══ RECORDS ══

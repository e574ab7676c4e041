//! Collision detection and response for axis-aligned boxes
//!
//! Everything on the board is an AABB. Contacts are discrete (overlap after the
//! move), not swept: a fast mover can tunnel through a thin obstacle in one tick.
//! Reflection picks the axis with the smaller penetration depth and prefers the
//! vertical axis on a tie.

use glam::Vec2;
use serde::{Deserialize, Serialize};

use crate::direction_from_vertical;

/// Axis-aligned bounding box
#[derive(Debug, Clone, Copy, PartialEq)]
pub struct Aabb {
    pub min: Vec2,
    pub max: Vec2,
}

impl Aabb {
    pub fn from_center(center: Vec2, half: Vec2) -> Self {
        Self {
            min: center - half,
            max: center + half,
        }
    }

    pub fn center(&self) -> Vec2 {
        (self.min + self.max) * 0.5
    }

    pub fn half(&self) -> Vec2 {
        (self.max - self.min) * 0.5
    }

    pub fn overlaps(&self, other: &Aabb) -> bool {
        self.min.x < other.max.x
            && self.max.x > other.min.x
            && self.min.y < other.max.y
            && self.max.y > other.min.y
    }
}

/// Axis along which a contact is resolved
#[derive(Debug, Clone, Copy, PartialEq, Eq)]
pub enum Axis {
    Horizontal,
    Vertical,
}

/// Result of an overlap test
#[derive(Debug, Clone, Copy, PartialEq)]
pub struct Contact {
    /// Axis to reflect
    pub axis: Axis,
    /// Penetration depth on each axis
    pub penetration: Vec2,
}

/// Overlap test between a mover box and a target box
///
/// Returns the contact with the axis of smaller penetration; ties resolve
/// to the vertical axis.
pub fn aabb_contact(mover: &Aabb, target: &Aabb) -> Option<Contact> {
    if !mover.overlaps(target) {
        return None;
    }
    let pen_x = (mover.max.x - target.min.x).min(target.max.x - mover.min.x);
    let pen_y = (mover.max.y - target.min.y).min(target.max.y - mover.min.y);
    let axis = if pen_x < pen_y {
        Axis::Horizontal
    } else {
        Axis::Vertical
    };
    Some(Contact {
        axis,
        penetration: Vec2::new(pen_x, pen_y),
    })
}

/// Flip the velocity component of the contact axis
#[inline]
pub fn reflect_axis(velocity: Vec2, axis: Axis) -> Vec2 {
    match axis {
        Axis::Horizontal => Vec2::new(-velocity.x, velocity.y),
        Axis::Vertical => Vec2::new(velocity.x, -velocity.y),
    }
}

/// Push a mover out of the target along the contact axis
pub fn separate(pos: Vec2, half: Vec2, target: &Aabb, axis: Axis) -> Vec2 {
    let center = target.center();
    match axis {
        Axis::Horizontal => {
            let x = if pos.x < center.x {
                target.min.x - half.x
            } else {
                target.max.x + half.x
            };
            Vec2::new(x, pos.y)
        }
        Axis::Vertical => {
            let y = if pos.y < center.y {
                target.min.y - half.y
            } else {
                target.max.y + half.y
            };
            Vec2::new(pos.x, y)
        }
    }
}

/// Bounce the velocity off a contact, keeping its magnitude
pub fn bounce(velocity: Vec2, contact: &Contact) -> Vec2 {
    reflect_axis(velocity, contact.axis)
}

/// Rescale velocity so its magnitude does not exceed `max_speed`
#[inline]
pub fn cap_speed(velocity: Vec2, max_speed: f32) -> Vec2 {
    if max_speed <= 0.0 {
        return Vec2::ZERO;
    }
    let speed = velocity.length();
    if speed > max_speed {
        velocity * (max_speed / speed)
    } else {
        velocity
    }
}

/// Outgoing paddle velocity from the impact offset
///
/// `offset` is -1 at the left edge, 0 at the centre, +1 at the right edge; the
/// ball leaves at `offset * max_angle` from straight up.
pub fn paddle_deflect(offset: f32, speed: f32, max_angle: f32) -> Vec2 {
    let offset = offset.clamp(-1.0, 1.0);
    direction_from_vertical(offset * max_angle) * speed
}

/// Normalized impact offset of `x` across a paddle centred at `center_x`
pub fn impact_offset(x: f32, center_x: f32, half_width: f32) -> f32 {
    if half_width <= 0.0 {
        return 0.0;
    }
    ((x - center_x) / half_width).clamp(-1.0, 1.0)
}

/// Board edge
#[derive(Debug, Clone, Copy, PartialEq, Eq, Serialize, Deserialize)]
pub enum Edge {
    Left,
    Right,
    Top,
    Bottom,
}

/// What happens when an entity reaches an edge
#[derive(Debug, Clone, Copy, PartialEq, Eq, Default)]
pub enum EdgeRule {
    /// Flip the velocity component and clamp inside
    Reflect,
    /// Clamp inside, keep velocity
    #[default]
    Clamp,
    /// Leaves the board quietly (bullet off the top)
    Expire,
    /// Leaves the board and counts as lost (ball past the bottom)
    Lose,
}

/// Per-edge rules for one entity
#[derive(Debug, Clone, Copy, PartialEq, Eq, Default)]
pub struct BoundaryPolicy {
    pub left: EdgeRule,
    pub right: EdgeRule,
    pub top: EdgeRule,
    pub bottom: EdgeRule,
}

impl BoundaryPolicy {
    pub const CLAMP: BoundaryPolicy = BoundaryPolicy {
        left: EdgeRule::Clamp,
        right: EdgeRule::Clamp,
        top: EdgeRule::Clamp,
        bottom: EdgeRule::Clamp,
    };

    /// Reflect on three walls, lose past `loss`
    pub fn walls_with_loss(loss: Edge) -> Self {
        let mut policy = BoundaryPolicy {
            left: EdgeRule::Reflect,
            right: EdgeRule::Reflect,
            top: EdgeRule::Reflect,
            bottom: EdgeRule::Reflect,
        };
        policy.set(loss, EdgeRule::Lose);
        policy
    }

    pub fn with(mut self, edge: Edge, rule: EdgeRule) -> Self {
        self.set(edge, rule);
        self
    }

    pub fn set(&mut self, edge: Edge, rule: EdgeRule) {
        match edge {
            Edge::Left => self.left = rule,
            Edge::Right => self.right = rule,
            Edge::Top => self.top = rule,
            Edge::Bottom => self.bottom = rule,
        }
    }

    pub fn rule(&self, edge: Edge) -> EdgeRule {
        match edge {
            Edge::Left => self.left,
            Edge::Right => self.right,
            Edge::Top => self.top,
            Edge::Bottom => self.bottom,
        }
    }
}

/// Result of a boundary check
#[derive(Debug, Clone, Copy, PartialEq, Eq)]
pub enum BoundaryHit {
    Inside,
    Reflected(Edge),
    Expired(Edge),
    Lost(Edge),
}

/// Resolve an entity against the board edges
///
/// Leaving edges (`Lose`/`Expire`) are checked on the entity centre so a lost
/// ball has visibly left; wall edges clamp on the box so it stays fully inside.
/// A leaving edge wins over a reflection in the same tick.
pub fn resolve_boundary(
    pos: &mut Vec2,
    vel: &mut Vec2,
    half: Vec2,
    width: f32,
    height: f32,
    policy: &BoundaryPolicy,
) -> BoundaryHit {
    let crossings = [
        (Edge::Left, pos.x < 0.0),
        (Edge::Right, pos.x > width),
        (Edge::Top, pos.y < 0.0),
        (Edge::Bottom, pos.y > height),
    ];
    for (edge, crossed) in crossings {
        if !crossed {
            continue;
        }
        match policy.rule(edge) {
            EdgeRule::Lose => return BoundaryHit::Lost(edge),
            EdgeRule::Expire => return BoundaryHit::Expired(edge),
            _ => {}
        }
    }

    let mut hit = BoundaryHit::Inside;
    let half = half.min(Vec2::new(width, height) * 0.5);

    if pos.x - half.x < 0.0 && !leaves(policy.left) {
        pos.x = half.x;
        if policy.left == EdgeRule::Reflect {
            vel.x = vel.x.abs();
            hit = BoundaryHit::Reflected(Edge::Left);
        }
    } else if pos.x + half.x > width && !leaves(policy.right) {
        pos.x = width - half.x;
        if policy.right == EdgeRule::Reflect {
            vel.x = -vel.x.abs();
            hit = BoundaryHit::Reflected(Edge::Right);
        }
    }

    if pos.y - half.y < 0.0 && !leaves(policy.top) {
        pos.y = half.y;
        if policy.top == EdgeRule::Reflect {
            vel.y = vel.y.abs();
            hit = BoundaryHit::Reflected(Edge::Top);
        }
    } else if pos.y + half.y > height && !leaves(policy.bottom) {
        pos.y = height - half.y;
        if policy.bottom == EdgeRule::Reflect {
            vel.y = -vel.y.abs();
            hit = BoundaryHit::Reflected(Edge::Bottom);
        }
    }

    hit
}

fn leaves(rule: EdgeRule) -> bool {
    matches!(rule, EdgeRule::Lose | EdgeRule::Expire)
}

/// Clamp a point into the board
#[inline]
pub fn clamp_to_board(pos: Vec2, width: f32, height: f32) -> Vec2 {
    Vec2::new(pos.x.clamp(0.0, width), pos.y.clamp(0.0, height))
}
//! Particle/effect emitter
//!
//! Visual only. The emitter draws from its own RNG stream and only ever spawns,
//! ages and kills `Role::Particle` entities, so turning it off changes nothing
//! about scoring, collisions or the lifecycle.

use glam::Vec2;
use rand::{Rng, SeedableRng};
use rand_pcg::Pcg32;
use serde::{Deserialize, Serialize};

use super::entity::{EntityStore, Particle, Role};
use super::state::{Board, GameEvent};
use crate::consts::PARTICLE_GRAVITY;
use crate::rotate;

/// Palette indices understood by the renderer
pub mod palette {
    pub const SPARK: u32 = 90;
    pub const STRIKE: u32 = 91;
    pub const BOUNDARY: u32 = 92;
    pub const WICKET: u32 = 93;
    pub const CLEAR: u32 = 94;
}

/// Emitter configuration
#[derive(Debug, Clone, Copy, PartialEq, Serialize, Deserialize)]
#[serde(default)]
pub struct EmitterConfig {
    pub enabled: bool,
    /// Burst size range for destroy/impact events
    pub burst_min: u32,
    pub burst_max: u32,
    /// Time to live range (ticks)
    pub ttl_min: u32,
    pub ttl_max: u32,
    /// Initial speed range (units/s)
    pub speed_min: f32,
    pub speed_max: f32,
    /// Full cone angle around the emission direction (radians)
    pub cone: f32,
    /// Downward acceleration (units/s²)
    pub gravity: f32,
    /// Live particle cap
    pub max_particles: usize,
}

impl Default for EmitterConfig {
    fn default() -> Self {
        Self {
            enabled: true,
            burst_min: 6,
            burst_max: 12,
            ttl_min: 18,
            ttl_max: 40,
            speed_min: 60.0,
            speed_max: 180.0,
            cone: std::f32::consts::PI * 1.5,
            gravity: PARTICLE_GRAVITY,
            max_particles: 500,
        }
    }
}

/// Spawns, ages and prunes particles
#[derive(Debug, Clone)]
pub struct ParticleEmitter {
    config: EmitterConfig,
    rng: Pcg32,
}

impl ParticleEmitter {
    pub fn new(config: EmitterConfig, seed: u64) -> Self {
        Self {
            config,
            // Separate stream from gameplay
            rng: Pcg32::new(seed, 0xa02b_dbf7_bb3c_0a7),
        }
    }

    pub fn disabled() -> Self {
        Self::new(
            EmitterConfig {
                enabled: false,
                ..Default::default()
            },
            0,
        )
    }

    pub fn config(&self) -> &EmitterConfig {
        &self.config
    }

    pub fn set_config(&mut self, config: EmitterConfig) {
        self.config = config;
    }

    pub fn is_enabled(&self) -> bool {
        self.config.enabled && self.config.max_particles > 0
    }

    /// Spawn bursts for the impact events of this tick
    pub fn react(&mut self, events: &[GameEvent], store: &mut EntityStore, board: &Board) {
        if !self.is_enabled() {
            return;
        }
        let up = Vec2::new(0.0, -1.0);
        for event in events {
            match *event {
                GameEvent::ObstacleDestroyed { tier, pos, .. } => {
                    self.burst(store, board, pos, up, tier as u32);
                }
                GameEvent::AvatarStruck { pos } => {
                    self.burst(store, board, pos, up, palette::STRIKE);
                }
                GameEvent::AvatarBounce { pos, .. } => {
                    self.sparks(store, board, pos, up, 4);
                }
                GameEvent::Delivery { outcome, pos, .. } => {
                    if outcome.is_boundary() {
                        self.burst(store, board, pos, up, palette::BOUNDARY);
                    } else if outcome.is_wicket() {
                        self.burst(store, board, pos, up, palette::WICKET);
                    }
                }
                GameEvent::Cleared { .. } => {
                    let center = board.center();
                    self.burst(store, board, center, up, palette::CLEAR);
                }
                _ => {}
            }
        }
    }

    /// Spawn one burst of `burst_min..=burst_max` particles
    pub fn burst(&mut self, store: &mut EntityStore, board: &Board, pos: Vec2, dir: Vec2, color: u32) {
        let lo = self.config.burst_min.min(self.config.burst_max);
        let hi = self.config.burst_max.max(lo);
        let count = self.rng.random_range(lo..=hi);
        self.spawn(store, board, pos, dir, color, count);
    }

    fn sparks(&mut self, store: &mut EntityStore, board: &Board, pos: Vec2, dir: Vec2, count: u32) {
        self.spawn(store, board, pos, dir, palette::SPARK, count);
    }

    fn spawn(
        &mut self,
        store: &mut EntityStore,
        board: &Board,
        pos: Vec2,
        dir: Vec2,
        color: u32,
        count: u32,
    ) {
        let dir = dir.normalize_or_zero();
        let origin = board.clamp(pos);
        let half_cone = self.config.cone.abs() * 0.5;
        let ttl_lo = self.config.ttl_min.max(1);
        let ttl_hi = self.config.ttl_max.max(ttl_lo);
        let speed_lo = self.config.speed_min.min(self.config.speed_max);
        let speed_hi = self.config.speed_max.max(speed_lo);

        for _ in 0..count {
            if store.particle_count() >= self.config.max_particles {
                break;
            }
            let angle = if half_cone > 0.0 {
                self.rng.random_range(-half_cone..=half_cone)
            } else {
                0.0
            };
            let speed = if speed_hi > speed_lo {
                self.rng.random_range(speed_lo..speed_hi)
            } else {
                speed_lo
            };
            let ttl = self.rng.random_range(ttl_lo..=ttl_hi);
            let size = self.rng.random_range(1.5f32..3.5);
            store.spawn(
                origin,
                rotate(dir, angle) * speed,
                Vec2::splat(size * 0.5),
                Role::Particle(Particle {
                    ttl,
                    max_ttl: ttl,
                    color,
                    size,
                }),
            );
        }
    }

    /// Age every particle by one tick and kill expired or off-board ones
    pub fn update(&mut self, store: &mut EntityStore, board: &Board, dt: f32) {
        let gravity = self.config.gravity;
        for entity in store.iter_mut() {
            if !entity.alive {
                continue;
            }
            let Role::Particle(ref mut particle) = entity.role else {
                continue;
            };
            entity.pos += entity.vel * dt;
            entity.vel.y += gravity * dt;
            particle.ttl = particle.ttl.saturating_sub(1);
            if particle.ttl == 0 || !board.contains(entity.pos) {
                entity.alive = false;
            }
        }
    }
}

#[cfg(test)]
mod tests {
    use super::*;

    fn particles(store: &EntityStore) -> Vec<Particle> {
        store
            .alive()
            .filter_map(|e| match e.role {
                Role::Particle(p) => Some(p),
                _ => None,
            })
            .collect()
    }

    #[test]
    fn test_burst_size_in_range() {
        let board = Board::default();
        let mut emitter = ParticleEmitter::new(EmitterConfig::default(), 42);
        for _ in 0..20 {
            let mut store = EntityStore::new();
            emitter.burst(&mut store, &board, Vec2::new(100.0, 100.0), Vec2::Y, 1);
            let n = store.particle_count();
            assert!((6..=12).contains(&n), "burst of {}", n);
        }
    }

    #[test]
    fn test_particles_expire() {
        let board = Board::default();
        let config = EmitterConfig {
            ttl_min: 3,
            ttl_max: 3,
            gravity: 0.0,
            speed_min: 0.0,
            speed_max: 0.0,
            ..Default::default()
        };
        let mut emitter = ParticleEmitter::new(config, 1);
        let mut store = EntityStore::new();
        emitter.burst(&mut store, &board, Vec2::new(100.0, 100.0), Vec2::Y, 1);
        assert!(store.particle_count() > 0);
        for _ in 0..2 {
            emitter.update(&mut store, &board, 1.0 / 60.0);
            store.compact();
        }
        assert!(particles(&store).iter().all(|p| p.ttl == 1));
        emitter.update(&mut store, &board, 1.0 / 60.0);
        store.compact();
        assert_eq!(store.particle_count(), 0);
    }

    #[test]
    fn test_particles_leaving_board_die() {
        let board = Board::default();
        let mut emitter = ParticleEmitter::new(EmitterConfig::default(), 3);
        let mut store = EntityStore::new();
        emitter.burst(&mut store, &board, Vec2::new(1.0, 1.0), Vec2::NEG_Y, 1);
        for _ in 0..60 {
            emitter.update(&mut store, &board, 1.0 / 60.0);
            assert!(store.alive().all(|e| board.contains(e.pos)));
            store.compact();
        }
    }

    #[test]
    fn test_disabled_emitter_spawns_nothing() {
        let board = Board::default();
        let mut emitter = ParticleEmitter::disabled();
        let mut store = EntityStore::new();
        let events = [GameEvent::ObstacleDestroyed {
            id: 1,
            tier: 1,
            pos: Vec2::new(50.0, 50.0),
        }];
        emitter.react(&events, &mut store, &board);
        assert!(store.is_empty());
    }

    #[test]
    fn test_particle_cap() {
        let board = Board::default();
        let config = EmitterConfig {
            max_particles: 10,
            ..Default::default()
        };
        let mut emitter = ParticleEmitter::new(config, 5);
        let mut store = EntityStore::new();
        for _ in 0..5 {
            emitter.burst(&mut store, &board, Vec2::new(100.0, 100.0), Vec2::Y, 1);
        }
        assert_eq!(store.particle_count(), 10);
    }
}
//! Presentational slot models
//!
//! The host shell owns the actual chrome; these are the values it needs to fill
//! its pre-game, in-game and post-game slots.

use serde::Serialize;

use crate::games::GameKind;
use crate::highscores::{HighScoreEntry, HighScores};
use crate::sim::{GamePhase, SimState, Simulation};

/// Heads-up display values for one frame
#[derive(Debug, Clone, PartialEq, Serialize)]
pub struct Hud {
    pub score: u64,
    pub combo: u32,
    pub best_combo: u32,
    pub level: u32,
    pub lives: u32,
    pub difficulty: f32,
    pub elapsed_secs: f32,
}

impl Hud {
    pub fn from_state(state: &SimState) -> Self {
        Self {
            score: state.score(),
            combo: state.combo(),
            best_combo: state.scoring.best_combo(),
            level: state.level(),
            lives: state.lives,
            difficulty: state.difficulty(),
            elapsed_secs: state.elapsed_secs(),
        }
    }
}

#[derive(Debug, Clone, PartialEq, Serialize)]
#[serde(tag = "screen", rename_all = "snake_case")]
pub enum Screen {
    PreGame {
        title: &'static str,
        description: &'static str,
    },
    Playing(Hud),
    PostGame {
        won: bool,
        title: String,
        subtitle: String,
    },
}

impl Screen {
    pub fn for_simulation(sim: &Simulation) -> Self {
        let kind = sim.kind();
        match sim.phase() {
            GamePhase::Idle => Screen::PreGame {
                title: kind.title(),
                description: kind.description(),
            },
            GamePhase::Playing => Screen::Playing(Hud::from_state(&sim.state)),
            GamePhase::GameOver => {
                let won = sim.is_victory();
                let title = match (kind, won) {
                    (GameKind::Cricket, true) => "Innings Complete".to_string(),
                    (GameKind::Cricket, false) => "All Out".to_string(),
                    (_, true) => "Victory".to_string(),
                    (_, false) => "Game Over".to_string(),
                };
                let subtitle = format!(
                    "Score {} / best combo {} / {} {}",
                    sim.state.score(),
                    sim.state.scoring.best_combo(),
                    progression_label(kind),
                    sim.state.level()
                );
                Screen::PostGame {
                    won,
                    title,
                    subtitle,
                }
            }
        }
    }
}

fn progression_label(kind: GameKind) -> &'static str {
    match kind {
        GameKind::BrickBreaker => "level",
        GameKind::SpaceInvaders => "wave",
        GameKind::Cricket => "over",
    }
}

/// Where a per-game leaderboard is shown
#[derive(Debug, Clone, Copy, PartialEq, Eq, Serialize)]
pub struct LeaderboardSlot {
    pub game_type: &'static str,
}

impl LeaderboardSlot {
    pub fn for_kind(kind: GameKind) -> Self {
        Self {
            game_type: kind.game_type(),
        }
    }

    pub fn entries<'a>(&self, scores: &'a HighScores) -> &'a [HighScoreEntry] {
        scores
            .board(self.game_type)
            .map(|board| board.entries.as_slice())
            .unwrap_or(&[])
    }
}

═══

§ **ASSIGNMENT**
Go through the material above, find each line with the string "crossed", and copy it.

§ **ANSWER AREA**
    for (edge, crossed) in crossings {
        if !crossed {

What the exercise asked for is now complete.